#### Task item
In the reply, include exactly the lines of the entries below from the first to the line with "Git command failed.", that line included.

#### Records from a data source

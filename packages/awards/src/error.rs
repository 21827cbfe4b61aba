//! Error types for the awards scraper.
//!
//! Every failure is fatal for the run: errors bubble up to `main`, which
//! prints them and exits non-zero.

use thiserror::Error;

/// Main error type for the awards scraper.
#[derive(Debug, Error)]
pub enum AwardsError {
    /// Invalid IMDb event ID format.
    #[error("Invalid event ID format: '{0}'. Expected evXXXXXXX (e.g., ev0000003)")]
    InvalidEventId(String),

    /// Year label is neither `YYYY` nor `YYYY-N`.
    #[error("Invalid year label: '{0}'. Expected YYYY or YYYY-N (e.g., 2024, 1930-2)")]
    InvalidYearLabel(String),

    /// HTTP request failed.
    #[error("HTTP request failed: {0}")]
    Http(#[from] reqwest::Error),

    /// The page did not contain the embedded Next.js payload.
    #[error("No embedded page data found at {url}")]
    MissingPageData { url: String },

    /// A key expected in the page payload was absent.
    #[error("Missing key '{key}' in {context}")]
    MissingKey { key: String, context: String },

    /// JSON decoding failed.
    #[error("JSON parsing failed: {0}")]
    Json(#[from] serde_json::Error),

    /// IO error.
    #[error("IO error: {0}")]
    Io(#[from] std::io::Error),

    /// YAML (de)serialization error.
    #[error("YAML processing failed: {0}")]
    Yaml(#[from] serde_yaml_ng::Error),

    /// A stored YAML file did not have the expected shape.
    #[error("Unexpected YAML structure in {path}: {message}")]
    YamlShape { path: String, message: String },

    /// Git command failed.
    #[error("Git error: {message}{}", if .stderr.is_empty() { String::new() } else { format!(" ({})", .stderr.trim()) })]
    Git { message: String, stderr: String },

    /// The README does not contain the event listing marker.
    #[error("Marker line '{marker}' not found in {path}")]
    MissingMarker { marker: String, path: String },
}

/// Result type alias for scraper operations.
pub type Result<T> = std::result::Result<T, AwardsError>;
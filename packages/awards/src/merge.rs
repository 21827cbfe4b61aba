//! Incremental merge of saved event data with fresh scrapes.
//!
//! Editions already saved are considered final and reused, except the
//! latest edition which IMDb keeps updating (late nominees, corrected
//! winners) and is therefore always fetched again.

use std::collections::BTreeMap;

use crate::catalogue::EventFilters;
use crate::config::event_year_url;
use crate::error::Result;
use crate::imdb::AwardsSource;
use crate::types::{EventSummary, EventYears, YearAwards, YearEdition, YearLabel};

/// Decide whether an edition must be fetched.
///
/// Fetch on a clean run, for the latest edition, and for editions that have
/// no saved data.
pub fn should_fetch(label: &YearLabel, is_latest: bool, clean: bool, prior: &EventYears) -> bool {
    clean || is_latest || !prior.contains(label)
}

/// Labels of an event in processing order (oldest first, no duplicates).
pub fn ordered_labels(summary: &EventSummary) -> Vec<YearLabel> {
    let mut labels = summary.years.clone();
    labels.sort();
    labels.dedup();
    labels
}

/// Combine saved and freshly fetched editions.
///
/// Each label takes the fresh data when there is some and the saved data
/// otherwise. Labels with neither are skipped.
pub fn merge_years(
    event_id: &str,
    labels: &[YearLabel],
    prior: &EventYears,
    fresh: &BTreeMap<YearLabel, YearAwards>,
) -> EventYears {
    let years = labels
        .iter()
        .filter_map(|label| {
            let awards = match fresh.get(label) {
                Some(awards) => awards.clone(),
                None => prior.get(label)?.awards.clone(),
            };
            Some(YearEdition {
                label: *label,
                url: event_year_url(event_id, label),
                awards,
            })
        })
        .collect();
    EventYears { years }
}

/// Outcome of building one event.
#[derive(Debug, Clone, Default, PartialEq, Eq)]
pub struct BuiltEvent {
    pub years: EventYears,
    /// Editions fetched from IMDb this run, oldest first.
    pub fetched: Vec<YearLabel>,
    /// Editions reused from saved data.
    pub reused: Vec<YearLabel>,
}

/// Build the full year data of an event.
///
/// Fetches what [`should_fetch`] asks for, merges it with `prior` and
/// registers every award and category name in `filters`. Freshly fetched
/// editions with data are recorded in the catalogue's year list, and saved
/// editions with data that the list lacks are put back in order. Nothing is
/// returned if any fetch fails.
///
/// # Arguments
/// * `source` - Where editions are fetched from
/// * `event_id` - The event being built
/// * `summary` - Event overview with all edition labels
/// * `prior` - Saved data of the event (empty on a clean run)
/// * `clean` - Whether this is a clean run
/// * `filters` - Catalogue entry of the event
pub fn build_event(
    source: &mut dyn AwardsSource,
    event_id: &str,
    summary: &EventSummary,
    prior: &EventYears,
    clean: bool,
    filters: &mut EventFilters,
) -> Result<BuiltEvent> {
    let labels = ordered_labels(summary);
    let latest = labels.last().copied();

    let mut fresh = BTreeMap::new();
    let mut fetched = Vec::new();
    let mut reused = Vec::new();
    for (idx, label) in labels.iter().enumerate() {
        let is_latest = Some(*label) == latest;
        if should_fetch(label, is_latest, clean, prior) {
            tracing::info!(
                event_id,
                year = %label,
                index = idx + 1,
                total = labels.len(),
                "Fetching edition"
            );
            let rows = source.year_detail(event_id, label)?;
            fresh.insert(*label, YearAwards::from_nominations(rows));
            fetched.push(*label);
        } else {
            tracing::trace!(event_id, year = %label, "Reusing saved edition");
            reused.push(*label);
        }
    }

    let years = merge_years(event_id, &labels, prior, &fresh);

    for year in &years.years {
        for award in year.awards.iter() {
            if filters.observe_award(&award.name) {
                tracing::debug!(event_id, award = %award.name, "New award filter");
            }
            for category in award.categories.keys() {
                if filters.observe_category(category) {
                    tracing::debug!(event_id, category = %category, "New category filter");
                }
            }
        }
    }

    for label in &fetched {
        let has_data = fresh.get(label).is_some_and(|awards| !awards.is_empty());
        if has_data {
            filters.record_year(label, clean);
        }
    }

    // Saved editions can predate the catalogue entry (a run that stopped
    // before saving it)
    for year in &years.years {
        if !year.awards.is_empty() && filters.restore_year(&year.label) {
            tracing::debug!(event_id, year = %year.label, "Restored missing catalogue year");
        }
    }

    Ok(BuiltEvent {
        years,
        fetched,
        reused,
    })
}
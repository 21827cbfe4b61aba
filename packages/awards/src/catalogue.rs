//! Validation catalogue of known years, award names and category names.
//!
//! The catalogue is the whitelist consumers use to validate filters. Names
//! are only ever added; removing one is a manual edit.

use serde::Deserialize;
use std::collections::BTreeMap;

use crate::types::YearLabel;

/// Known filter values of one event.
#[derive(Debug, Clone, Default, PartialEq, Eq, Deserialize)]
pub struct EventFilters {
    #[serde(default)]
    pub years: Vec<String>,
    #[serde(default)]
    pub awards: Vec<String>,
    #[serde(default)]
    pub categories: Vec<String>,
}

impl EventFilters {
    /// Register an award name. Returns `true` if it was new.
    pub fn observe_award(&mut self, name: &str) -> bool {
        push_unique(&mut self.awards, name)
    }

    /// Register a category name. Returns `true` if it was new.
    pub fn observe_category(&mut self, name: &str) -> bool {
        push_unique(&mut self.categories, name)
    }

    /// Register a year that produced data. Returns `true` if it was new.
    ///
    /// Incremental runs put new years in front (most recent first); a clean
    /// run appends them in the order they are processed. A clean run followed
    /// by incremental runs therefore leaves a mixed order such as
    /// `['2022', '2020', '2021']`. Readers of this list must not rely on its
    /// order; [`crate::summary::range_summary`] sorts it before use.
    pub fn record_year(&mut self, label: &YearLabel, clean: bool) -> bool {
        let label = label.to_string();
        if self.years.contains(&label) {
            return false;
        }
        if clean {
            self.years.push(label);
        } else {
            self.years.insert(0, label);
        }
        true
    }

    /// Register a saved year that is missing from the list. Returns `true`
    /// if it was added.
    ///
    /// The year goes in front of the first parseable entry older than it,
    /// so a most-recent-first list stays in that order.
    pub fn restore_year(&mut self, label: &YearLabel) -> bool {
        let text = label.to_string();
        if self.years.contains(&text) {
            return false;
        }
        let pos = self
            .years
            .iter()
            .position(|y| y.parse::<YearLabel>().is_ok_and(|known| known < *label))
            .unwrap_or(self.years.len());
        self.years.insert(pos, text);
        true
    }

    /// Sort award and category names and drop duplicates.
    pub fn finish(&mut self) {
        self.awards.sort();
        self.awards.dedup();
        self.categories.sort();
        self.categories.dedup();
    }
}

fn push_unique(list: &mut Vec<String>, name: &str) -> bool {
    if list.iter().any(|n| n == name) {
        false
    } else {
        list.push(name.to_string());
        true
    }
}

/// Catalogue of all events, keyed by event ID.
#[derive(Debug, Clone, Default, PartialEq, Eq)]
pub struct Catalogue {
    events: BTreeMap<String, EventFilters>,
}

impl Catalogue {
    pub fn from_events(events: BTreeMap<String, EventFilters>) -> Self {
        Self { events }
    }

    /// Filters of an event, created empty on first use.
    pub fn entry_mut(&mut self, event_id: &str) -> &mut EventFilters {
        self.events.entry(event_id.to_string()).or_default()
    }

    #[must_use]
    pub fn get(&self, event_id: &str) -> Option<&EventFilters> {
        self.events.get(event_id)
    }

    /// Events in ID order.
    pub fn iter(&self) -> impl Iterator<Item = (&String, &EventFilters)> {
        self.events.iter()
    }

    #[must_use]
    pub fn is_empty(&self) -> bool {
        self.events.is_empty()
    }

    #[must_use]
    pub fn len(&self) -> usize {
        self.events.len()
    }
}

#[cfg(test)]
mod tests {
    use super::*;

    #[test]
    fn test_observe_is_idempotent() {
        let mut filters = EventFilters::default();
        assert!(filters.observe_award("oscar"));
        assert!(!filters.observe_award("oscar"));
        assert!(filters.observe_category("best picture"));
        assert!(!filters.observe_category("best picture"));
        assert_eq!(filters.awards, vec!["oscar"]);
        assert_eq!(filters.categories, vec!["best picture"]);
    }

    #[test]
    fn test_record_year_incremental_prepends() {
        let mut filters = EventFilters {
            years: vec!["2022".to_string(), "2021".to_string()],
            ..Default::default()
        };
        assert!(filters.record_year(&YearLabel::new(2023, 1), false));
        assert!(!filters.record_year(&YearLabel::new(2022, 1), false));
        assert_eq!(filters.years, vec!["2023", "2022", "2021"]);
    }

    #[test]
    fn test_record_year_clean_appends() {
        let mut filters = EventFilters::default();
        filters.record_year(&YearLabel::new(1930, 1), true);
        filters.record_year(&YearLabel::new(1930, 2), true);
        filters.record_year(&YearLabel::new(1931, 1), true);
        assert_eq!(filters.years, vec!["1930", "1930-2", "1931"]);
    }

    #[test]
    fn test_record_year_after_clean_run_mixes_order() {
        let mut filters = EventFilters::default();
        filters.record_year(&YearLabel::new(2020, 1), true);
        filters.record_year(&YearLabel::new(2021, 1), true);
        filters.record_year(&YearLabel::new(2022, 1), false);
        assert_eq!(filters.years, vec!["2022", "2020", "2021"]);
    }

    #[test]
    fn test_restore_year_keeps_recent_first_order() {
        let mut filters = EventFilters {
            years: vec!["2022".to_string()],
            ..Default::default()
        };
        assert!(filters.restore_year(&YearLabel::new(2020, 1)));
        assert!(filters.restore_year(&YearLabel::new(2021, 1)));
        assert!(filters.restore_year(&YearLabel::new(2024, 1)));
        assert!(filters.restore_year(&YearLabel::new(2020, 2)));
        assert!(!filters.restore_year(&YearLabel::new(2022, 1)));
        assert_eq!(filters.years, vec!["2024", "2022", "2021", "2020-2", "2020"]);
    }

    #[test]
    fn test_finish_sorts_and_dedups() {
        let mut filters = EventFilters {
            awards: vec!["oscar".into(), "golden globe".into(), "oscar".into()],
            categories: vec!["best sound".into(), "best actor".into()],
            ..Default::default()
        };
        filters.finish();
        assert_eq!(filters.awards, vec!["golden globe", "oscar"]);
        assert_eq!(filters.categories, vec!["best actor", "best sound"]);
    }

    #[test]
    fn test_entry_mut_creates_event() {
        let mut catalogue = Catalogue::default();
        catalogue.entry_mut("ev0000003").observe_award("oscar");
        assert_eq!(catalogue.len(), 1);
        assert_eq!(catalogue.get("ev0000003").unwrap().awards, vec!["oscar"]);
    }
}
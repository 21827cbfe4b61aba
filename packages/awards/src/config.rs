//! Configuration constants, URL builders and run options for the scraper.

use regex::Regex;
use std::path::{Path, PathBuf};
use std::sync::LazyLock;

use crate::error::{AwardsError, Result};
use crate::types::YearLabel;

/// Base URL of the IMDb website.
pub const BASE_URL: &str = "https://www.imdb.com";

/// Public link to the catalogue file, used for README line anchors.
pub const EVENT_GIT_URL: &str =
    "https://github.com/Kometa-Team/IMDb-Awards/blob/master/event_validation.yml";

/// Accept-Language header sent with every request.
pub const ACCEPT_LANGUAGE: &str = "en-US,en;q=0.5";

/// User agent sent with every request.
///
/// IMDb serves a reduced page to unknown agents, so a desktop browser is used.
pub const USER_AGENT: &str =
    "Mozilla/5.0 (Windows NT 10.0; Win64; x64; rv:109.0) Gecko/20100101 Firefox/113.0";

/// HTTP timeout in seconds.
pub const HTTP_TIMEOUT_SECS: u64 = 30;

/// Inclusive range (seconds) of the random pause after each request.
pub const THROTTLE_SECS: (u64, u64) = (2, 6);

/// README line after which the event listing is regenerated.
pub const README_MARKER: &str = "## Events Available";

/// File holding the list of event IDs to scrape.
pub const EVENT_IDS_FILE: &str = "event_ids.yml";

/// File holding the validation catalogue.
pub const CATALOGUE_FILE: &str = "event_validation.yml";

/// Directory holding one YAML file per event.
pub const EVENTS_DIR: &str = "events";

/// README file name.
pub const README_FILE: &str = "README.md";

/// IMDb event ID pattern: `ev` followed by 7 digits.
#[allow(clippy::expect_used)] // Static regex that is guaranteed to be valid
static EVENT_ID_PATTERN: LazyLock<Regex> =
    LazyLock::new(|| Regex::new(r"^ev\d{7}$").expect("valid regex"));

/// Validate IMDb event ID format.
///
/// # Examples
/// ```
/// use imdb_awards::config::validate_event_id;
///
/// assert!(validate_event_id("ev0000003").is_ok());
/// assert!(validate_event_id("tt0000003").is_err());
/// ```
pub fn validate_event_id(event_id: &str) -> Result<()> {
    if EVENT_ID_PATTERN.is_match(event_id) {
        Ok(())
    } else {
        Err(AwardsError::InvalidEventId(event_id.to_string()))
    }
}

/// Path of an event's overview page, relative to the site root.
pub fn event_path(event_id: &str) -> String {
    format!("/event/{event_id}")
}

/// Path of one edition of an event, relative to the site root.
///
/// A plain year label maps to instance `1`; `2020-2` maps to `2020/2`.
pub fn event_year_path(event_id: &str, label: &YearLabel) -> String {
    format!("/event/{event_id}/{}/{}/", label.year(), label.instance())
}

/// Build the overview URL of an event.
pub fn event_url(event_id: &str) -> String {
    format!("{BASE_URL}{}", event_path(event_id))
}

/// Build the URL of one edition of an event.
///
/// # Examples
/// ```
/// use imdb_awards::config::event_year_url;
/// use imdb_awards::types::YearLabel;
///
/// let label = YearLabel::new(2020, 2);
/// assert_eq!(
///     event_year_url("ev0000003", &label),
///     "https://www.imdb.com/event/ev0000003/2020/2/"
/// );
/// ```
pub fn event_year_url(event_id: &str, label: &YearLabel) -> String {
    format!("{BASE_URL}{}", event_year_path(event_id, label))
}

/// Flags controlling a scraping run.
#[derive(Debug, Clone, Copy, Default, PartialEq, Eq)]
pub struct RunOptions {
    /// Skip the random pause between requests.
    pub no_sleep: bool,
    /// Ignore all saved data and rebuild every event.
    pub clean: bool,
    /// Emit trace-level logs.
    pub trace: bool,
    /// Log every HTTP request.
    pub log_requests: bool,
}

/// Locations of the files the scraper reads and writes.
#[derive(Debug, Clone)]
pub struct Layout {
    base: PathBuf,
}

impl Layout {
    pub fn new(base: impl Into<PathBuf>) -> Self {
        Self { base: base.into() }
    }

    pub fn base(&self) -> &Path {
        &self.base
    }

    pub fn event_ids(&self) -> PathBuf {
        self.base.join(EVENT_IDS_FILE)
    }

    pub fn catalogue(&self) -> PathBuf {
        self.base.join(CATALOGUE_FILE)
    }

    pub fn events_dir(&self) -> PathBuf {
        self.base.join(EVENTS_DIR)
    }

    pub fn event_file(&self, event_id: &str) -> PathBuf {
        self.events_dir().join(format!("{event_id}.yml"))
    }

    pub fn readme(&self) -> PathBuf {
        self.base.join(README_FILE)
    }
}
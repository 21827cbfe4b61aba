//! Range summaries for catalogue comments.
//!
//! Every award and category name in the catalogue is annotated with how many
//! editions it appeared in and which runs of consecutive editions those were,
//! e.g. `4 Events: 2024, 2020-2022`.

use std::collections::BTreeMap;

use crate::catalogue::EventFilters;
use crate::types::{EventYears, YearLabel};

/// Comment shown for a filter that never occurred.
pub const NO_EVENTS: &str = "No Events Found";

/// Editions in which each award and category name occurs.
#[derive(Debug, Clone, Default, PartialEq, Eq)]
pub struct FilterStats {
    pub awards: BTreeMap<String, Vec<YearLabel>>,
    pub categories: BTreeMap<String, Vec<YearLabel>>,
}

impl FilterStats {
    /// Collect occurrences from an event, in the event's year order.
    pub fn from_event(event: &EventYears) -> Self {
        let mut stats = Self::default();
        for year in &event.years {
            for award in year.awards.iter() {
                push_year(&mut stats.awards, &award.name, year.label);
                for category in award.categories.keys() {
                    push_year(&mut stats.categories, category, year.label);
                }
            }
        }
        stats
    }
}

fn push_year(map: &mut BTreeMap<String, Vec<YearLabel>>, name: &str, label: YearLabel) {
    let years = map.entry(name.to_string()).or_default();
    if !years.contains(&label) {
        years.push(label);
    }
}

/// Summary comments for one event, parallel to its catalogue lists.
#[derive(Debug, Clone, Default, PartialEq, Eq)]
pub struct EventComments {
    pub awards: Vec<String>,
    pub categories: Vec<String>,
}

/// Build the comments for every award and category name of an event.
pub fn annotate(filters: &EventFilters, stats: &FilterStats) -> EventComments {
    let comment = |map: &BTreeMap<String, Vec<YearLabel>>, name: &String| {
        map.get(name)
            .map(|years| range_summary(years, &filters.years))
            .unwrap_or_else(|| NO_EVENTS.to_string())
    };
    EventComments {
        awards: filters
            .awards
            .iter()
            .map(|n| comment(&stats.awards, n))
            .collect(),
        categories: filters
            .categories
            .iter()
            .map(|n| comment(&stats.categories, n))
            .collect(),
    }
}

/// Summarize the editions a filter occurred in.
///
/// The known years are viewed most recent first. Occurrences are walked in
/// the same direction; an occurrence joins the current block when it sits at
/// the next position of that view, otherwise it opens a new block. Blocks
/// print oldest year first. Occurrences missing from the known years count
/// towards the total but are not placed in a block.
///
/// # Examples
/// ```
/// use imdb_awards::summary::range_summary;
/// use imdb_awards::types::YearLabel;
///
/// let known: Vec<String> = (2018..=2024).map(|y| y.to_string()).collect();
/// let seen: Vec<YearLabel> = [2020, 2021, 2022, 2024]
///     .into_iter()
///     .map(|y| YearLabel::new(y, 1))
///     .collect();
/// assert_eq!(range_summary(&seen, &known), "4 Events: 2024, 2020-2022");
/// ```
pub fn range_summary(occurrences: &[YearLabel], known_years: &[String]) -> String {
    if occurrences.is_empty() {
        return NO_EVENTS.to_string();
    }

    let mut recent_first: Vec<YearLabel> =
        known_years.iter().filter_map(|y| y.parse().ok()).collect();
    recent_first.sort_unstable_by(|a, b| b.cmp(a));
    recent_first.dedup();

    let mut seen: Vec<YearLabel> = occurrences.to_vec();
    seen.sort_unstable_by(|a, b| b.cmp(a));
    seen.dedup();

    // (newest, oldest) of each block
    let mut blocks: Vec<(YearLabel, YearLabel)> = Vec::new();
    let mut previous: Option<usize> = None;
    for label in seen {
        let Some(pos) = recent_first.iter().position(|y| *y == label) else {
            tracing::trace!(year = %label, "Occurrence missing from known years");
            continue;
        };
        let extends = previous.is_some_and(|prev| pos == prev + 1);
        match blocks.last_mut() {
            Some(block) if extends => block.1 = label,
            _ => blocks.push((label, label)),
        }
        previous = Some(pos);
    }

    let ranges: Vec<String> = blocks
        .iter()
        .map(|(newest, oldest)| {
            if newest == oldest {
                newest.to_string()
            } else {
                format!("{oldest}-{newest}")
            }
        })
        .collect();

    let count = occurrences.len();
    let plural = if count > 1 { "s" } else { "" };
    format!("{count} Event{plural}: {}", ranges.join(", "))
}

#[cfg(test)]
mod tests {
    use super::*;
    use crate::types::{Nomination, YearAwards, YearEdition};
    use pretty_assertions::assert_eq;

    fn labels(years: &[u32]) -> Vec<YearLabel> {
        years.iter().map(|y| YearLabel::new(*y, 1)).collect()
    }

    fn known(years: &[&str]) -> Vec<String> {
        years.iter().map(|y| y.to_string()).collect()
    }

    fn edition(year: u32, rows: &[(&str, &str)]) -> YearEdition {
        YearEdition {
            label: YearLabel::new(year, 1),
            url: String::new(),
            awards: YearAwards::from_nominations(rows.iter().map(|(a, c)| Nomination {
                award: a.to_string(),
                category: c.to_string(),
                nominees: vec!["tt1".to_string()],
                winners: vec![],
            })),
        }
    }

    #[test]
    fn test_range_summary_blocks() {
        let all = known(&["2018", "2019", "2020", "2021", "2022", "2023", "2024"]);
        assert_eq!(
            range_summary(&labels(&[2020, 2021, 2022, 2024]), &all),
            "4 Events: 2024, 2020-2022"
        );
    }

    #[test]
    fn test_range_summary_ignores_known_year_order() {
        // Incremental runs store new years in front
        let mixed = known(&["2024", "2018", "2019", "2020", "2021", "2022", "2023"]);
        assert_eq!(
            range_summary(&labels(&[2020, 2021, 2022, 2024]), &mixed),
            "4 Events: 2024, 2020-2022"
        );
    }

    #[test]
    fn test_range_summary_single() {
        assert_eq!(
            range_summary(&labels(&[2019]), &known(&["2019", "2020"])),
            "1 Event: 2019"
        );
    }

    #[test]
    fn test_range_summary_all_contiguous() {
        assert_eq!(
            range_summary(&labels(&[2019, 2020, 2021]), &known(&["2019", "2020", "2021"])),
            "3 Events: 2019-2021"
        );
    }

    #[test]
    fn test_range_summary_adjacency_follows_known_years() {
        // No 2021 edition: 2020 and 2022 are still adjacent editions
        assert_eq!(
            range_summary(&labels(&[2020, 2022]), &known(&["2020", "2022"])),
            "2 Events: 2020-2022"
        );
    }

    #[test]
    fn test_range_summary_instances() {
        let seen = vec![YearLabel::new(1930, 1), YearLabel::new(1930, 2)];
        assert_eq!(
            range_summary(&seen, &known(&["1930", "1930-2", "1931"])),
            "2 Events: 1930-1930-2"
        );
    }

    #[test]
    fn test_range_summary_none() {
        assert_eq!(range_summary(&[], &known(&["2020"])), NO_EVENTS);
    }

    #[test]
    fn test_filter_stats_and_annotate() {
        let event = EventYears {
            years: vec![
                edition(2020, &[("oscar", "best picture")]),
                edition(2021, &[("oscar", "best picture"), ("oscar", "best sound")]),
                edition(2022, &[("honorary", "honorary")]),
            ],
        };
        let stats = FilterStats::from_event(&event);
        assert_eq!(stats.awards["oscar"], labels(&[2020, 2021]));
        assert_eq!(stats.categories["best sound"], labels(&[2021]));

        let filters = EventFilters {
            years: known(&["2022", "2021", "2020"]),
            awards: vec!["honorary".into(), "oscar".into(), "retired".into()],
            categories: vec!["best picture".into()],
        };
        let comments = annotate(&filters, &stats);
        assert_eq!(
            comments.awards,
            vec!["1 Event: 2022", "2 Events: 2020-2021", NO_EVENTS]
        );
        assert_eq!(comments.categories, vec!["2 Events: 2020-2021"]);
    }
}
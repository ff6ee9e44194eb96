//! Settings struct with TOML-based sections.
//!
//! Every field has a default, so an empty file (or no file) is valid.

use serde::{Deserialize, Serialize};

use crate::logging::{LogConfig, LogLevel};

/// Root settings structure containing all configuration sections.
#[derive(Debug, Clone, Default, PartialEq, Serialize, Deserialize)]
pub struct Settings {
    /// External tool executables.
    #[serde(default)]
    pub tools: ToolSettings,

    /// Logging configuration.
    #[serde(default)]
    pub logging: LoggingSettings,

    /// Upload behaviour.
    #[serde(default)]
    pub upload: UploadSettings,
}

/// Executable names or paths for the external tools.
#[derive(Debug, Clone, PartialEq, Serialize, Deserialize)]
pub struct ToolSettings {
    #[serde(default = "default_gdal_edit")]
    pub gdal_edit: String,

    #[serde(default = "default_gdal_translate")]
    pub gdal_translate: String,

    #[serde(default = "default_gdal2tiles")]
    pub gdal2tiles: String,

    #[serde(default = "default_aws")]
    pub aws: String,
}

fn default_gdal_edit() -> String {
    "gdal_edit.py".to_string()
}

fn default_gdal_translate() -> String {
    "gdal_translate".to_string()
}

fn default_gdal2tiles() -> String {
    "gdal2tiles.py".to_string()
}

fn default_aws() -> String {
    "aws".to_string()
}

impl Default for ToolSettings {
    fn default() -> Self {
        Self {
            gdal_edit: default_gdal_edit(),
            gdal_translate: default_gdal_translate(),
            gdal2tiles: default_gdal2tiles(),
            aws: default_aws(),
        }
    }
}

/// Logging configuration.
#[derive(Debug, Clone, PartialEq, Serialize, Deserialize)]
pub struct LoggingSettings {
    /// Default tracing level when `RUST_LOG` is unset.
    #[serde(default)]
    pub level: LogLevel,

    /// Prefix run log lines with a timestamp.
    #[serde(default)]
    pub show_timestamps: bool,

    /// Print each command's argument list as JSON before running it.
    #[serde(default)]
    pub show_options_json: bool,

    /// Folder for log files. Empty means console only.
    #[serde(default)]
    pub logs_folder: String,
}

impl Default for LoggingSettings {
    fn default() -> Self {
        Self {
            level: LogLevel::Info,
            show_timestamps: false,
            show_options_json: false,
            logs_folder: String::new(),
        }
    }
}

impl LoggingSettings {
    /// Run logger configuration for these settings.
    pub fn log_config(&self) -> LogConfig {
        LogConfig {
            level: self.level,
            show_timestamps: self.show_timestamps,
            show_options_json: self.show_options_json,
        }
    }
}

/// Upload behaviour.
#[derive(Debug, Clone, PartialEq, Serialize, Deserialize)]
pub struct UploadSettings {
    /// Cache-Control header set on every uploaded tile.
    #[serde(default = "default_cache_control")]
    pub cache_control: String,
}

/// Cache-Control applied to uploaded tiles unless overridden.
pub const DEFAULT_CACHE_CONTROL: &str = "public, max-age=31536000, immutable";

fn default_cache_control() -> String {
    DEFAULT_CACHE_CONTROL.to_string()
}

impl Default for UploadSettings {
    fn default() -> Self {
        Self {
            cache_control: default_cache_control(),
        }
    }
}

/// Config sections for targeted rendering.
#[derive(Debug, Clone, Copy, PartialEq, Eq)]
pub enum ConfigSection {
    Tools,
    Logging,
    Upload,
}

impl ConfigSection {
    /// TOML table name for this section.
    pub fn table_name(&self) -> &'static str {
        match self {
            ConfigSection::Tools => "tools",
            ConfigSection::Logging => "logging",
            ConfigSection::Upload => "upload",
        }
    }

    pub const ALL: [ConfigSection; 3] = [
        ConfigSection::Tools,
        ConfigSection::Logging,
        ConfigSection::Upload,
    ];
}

#### Written reply
filename packages/awards/src/error.rs
repository 21827cbfe4b61aba
//! Error types for the awards scraper.
//!
//! Every failure is fatal for the run: errors bubble up to `main`, which
//! prints them and exits non-zero.

use thiserror::Error;

/// Main error type for the awards scraper.
#[derive(Debug, Error)]
pub enum AwardsError {
    /// Invalid IMDb event ID format.
    #[error("Invalid event ID format: '{0}'. Expected evXXXXXXX (e.g., ev0000003)")]
    InvalidEventId(String),

    /// Year label is neither `YYYY` nor `YYYY-N`.
    #[error("Invalid year label: '{0}'. Expected YYYY or YYYY-N (e.g., 2024, 1930-2)")]
    InvalidYearLabel(String),

    /// HTTP request failed.
    #[error("HTTP request failed: {0}")]
    Http(#[from] reqwest::Error),

    /// The page did not contain the embedded Next.js payload.
    #[error("No embedded page data found at {url}")]
    MissingPageData { url: String },

    /// A key expected in the page payload was absent.
    #[error("Missing key '{key}' in {context}")]
    MissingKey { key: String, context: String },

    /// JSON decoding failed.
    #[error("JSON parsing failed: {0}")]
    Json(#[from] serde_json::Error),

    /// IO error.
    #[error("IO error: {0}")]
    Io(#[from] std::io::Error),

    /// YAML (de)serialization error.
    #[error("YAML processing failed: {0}")]
    Yaml(#[from] serde_yaml_ng::Error),

    /// A stored YAML file did not have the expected shape.
    #[error("Unexpected YAML structure in {path}: {message}")]
    YamlShape { path: String, message: String },

    /// Git command failed.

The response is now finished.